Cillian raised the rifle, bracing the buttstock against his right shoulder as he stared down the rifle sights into the forest. “Aisling?”

Mac always said one couldn’t trust what came from the forest, but Cillian trusted his own eyes.

He stayed right where he was, staring into the forest, willing for it to give up the lost. Seconds that felt like hours passed, and that flash of white he’d seen while driving finally resolved itself into the slim figure of a young teenage girl who crept out from behind a tree.

Aisling looked nothing like her mother and father, nothing like her brother, with their dark hair and dark eyes.

She stood out and always had with her startling white-blonde hair and deep blue eyes he remembered looking almost black in the shadows, like right now.

Aisling’s appearance hadn’t changed much since the last time Cillian had seen her a few months ago in passing.

She was tall for thirteen, skinny and pale, standing before him barefoot in bloody clothes, looking as if she’d seen a ghost.

Or a nightmare.

Cillian lowered his rifle and let out a heavy breath. “Aisling.”

She didn’t respond, only watched him with those big eyes of hers, body stiff in a way that spoke of being primed to flee.

Cillian didn’t know how long she’d been out there in the forest, but it had been long enough to make her want to run.

Cillian trekked through a bit of vegetation to reach where she stood, going slow so as to not spook her.

“Let’s get you out of here,” he said quietly, offering her his hand. She stared at it for a long moment, shivering in a way he didn’t like. He wiggled his fingers at her, trying to ignore the way his heart beat hard against his ribs. “Come on, Aisling. I’ll keep you safe.”

She grabbed his hand with shaking fingers, and the moment she touched him, her expression crumpled.

Her lips trembled badly as tears welled up, but she didn’t make a sound as she cried.

Cillian carefully guided her out from the tree line and back toward the road.

Once in the sunlight, the cuts and scratches on her legs became more apparent.

Her bare feet were dirty and bleeding in areas, and her sleep clothes looked as if she’d rolled down a couple of hills in them.

He needed to get her somewhere safe.

“My truck is right there, and I’m going to take you back into town.”

From the time he’d stopped his truck to when he got Aisling situated in the front passenger seat, not a single vehicle had driven by.

It was just the two of them out on State Route 202, the next house maybe half a mile down the road, so that didn’t explain why the hair on the back of his neck suddenly stood on end.

Aisling finally made a sound, a breaking sort of whimper as her hands gripped his, her ragged fingernails biting into the rash stretched over his palm.

He noticed her fingernails were painted robin’s-egg blue, but the polish was all chipped now.

The beaded bracelet she wore seemed to be intact.

She wasn’t looking at him but back the way they’d come, face going as white as her hair.

Cillian carefully caught her chin, turning her head around to focus on him. “Look at me, not the forest.”

She was breathing so hard her entire body shuddered from it.

But her gaze returned to him, no longer lingering on whatever she thought she saw in the trees.

Cillian wasn’t going to check.
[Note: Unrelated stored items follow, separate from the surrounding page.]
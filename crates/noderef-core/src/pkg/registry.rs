//! npm registry client, used to materialize plugin packages from tarballs.

use super::error::PkgError;
use crate::version::user_agent;
use reqwest::Client;
use std::time::Duration;
use url::Url;

/// Default npm registry URL.
pub const DEFAULT_REGISTRY: &str = "https://registry.npmjs.org/";

/// Environment variable to override registry URL.
pub const REGISTRY_ENV: &str = "NODEREF_NPM_REGISTRY";

/// Registry client for fetching package metadata.
#[derive(Debug, Clone)]
pub struct RegistryClient {
    base_url: Url,
    http: Client,
}

impl RegistryClient {
    /// Create a new registry client with the given base URL.
    ///
    /// # Errors
    /// Returns an error if the URL is invalid or the HTTP client cannot be created.
    pub fn new(base_url: &str) -> Result<Self, PkgError> {
        // `Url::join` drops the last path segment unless the base ends with '/'.
        let normalized = if base_url.ends_with('/') {
            base_url.to_string()
        } else {
            format!("{base_url}/")
        };
        let base_url = Url::parse(&normalized)
            .map_err(|e| PkgError::registry(format!("Invalid registry URL '{base_url}': {e}")))?;

        let http = Client::builder()
            .connect_timeout(Duration::from_secs(5))
            .timeout(Duration::from_secs(30))
            .user_agent(user_agent())
            .build()
            .map_err(|e| PkgError::registry(format!("Failed to create HTTP client: {e}")))?;

        Ok(Self { base_url, http })
    }

    /// Get the base URL.
    #[must_use]
    pub fn base_url(&self) -> &Url {
        &self.base_url
    }

    /// Get the HTTP client (for reuse in tarball downloads).
    #[must_use]
    pub fn http(&self) -> &Client {
        &self.http
    }

    /// Fetch the packument (package metadata) for a package.
    ///
    /// # Errors
    /// Returns an error if the request fails or the package is not found.
    pub async fn fetch_packument(&self, name: &str) -> Result<serde_json::Value, PkgError> {
        let url = self
            .base_url
            .join(&encode_package_name(name))
            .map_err(|e| PkgError::registry(format!("Failed to build URL for '{name}': {e}")))?;

        let response = self.http.get(url.as_str()).send().await?;

        if response.status() == reqwest::StatusCode::NOT_FOUND {
            return Err(PkgError::not_found(name));
        }

        if !response.status().is_success() {
            return Err(PkgError::registry(format!(
                "Registry returned status {} for '{name}'",
                response.status()
            )));
        }

        Ok(response.json().await?)
    }
}

/// Scoped names travel as a single path segment: `@n8n%2Fn8n-nodes-langchain`.
fn encode_package_name(name: &str) -> String {
    if name.starts_with('@') {
        name.replace('/', "%2F")
    } else {
        name.to_string()
    }
}

/// Extract the latest version from a packument.
#[must_use]
pub fn get_latest_version(packument: &serde_json::Value) -> Option<&str> {
    packument.get("dist-tags")?.get("latest")?.as_str()
}

/// Extract the tarball URL for a specific version.
#[must_use]
pub fn get_tarball_url<'a>(packument: &'a serde_json::Value, version: &str) -> Option<&'a str> {
    packument
        .get("versions")?
        .get(version)?
        .get("dist")?
        .get("tarball")?
        .as_str()
}

/// Get all available version strings from a packument.
#[must_use]
pub fn get_versions(packument: &serde_json::Value) -> Vec<&str> {
    packument
        .get("versions")
        .and_then(|v| v.as_object())
        .map(|obj| obj.keys().map(String::as_str).collect())
        .unwrap_or_default()
}

#[cfg(test)]
mod tests {
    use super::*;

    #[test]
    fn test_encode_scoped_name() {
        assert_eq!(
            encode_package_name("@n8n/n8n-nodes-langchain"),
            "@n8n%2Fn8n-nodes-langchain"
        );
        assert_eq!(encode_package_name("n8n-nodes-base"), "n8n-nodes-base");
    }

    #[test]
    fn test_get_latest_and_tarball() {
        let packument = serde_json::json!({
            "name": "n8n-nodes-base",
            "dist-tags": {"latest": "1.80.1"},
            "versions": {
                "1.80.1": {"dist": {"tarball": "https://registry.npmjs.org/n8n-nodes-base/-/n8n-nodes-base-1.80.1.tgz"}},
                "1.79.0": {}
            }
        });

        assert_eq!(get_latest_version(&packument), Some("1.80.1"));
        assert_eq!(
            get_tarball_url(&packument, "1.80.1"),
            Some("https://registry.npmjs.org/n8n-nodes-base/-/n8n-nodes-base-1.80.1.tgz")
        );
        assert_eq!(get_tarball_url(&packument, "1.79.0"), None);
        assert_eq!(get_versions(&packument).len(), 2);
    }

    #[test]
    fn test_client_base_gets_trailing_slash() {
        let client = RegistryClient::new("http://127.0.0.1:4873/npm").unwrap();
        assert_eq!(client.base_url().as_str(), "http://127.0.0.1:4873/npm/");
    }

    #[test]
    fn test_client_invalid_url() {
        assert!(RegistryClient::new("not-a-url").is_err());
    }
}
He buckled her in, wrapped an emergency foil blanket around her, and then hurried around the front of the truck to get into the driver’s seat.

He racked his rifle, then started the engine, intent on getting back to Pelham.
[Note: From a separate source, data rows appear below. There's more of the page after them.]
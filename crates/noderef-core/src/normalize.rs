//! Projection of raw catalog records into index entries.

use crate::model::{CommunityIndexEntry, OfficialIndexEntry, RawNodeRecord};
use crate::resolve::VersionOverrides;
use std::cmp::Ordering;
use tracing::warn;

/// Entries of one index plus how many raw records were dropped.
#[derive(Debug, Clone, PartialEq)]
pub struct Normalized<T> {
    pub entries: Vec<T>,
    pub dropped: usize,
}

/// Build the official index. An override for a node's identifier replaces
/// the catalog version; otherwise the catalog version passes through
/// unchanged, including `null`.
#[must_use]
pub fn normalize_official(
    records: &[RawNodeRecord],
    overrides: &VersionOverrides,
) -> Normalized<OfficialIndexEntry> {
    let mut dropped = 0;
    let mut entries: Vec<OfficialIndexEntry> = records
        .iter()
        .filter_map(|record| {
            let Some(name) = record.name.clone() else {
                dropped += 1;
                return None;
            };
            let version = overrides
                .get(&name)
                .cloned()
                .or_else(|| record.version.clone());
            Some(OfficialIndexEntry {
                display_name: record.display_name.clone().unwrap_or_else(|| name.clone()),
                name,
                version,
                description: record.description.clone(),
                group: record.group.clone(),
                alias: record.alias.clone(),
                categories: record.categories.clone(),
            })
        })
        .collect();

    entries.sort_by(|a, b| by_display_name(&a.display_name, &a.name, &b.display_name, &b.name));
    if dropped > 0 {
        warn!(dropped, "Dropped official records without a name");
    }
    Normalized { entries, dropped }
}

/// Build the community index. Community packages are never installed, so
/// catalog versions are used as-is.
#[must_use]
pub fn normalize_community(records: &[RawNodeRecord]) -> Normalized<CommunityIndexEntry> {
    let mut dropped = 0;
    let mut entries: Vec<CommunityIndexEntry> = records
        .iter()
        .filter_map(|record| {
            let Some(name) = record.name.clone() else {
                dropped += 1;
                return None;
            };
            Some(CommunityIndexEntry {
                display_name: record.display_name.clone().unwrap_or_else(|| name.clone()),
                name,
                version: record.version.clone(),
                description: record.description.clone(),
                alias: record.alias.clone(),
                package_name: record.package_name.clone(),
                is_official_node: record.is_official_node,
            })
        })
        .collect();

    entries.sort_by(|a, b| by_display_name(&a.display_name, &a.name, &b.display_name, &b.name));
    if dropped > 0 {
        warn!(dropped, "Dropped community records without a name");
    }
    Normalized { entries, dropped }
}

// Case-insensitive display name, then exact display name and identifier so
// the order is total.
fn by_display_name(a_display: &str, a_name: &str, b_display: &str, b_name: &str) -> Ordering {
    a_display
        .to_lowercase()
        .cmp(&b_display.to_lowercase())
        .then_with(|| a_display.cmp(b_display))
        .then_with(|| a_name.cmp(b_name))
}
He didn’t reach for the radio receiver until he was already driving down the road well above the speed limit, heading north.

“Dispatch, this is Ranger Seven. Aisling Gallagher has been located alive and in need of medical assistance. I’m bringing her in, over.”
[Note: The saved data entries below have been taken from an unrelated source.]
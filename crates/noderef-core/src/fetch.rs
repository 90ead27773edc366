//! Paginated catalog fetcher.
//!
//! The official catalog is paginated Strapi-style:
//! `GET <base>?pagination[pageSize]=500&pagination[page]=N` returns
//! `{ data: [...], meta: { pagination: { pageCount } } }`. The community
//! catalog is a single unpaginated `{ data: [...] }` document.
//!
//! Any transport or decoding failure is fatal for the run: a truncated
//! catalog must never replace a complete cache.

use crate::error::Error;
use crate::model::RawNodeRecord;
use crate::version::user_agent;
use futures::future::try_join_all;
use reqwest::Client;
use serde_json::Value;
use std::time::Duration;
use tracing::{debug, info};
use url::Url;

/// Upper bound on `pageCount` accepted from a catalog.
pub const MAX_PAGES: u32 = 1000;

/// All records of one catalog plus where they came from.
#[derive(Debug, Clone)]
pub struct FetchedCatalog {
    pub source: String,
    pub pages: u32,
    pub records: Vec<RawNodeRecord>,
}

/// HTTP client for the node catalogs.
#[derive(Debug, Clone)]
pub struct CatalogClient {
    http: Client,
}

impl CatalogClient {
    /// Create a catalog client.
    ///
    /// # Errors
    /// Returns an error if the HTTP client cannot be created.
    pub fn new() -> Result<Self, Error> {
        let http = Client::builder()
            .connect_timeout(Duration::from_secs(5))
            .timeout(Duration::from_secs(60))
            .user_agent(user_agent())
            .build()
            .map_err(|e| Error::other(format!("Failed to create HTTP client: {e}")))?;
        Ok(Self { http })
    }

    /// Fetch every page of the official catalog.
    ///
    /// Page 1 is fetched alone to learn the page count; the remaining pages
    /// are fetched concurrently and concatenated in page order.
    ///
    /// # Errors
    /// Returns `Error::Transport` if any page fails.
    pub async fn fetch_official(
        &self,
        base_url: &str,
        page_size: u32,
    ) -> Result<FetchedCatalog, Error> {
        let base = parse_base(base_url)?;

        let first_url = page_url(&base, page_size, 1);
        let first = self.get_json(&first_url).await?;
        let pages = page_count(&first);
        if pages > MAX_PAGES {
            return Err(Error::transport(
                first_url.as_str(),
                format!("catalog reports {pages} pages (max {MAX_PAGES})"),
            ));
        }
        let mut records = records_of(&first, &first_url)?;
        debug!(url = %first_url, page = 1, pages, records = records.len(), "Fetched page");

        let rest = try_join_all((2..=pages).map(|page| {
            let url = page_url(&base, page_size, page);
            async move {
                let doc = self.get_json(&url).await?;
                let page_records = records_of(&doc, &url)?;
                debug!(url = %url, page, records = page_records.len(), "Fetched page");
                Ok::<_, Error>(page_records)
            }
        }))
        .await?;
        records.extend(rest.into_iter().flatten());

        info!(source = %base_url, pages, records = records.len(), "Fetched official catalog");
        Ok(FetchedCatalog {
            source: base_url.to_string(),
            pages,
            records,
        })
    }

    /// Fetch the (unpaginated) community catalog.
    ///
    /// # Errors
    /// Returns `Error::Transport` if the request or decoding fails.
    pub async fn fetch_community(&self, url: &str) -> Result<FetchedCatalog, Error> {
        let parsed = parse_base(url)?;
        let doc = self.get_json(&parsed).await?;
        let records = records_of(&doc, &parsed)?;

        info!(source = %url, records = records.len(), "Fetched community catalog");
        Ok(FetchedCatalog {
            source: url.to_string(),
            pages: 1,
            records,
        })
    }

    async fn get_json(&self, url: &Url) -> Result<Value, Error> {
        let response = self
            .http
            .get(url.as_str())
            .send()
            .await
            .map_err(|e| Error::transport(url.as_str(), describe(&e)))?;

        let status = response.status();
        if !status.is_success() {
            return Err(Error::transport(url.as_str(), format!("status {status}")));
        }

        response
            .json()
            .await
            .map_err(|e| Error::transport(url.as_str(), format!("invalid JSON: {e}")))
    }
}

fn describe(e: &reqwest::Error) -> String {
    if e.is_timeout() {
        format!("request timed out: {e}")
    } else if e.is_connect() {
        format!("connection failed: {e}")
    } else {
        e.to_string()
    }
}

fn parse_base(url: &str) -> Result<Url, Error> {
    Url::parse(url).map_err(|e| Error::transport(url, format!("invalid URL: {e}")))
}

/// `base` with the Strapi pagination parameters appended.
#[must_use]
pub fn page_url(base: &Url, page_size: u32, page: u32) -> Url {
    let mut url = base.clone();
    url.query_pairs_mut()
        .append_pair("pagination[pageSize]", &page_size.to_string())
        .append_pair("pagination[page]", &page.to_string());
    url
}

/// `meta.pagination.pageCount`, defaulting to a single page.
#[must_use]
pub fn page_count(doc: &Value) -> u32 {
    doc.pointer("/meta/pagination/pageCount")
        .and_then(Value::as_u64)
        .map_or(1, |n| u32::try_from(n).unwrap_or(u32::MAX))
        .max(1)
}

fn records_of(doc: &Value, url: &Url) -> Result<Vec<RawNodeRecord>, Error> {
    doc.get("data")
        .and_then(Value::as_array)
        .map(|items| items.iter().map(RawNodeRecord::from_value).collect())
        .ok_or_else(|| Error::transport(url.as_str(), "response has no `data` array"))
}

#[cfg(test)]
mod tests {
    use super::*;
    use serde_json::json;

    #[test]
    fn test_page_url_appends_pagination() {
        let base = Url::parse("https://api.n8n.io/api/nodes").unwrap();
        let url = page_url(&base, 500, 2);
        let pairs: Vec<(String, String)> = url
            .query_pairs()
            .map(|(k, v)| (k.into_owned(), v.into_owned()))
            .collect();
        assert_eq!(
            pairs,
            vec![
                ("pagination[pageSize]".to_string(), "500".to_string()),
                ("pagination[page]".to_string(), "2".to_string()),
            ]
        );
    }

    #[test]
    fn test_page_count() {
        assert_eq!(page_count(&json!({"meta": {"pagination": {"pageCount": 3}}})), 3);
        assert_eq!(page_count(&json!({"meta": {"pagination": {"pageCount": 0}}})), 1);
        assert_eq!(page_count(&json!({"data": []})), 1);
    }

    #[test]
    fn test_records_require_data_array() {
        let url = Url::parse("http://localhost/api/nodes").unwrap();
        let err = records_of(&json!({"error": "nope"}), &url).unwrap_err();
        assert!(err.is_transport());

        let records = records_of(&json!({"data": [{"name": "a"}, {"name": "b"}]}), &url).unwrap();
        assert_eq!(records.len(), 2);
    }

    #[tokio::test]
    async fn test_unreachable_catalog_is_transport_error() {
        let client = CatalogClient::new().unwrap();
        let err = client
            .fetch_official("http://127.0.0.1:1/api/nodes", 500)
            .await
            .unwrap_err();
        assert!(err.is_transport());
        assert!(err.to_string().contains("127.0.0.1:1"));
    }
}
Beside him, Aisling tucked her head beneath the edge of the emergency foil blanket and curled up in a ball beneath it, as if she could hide from whatever she had suffered through in the last twenty-four hours.

Cillian watched the road, and he watched Aisling, and he watched the forest out of the corners of his eyes, hoping to see nothing there in the shadows of the woods.

Hoping the stories about lights weren’t true.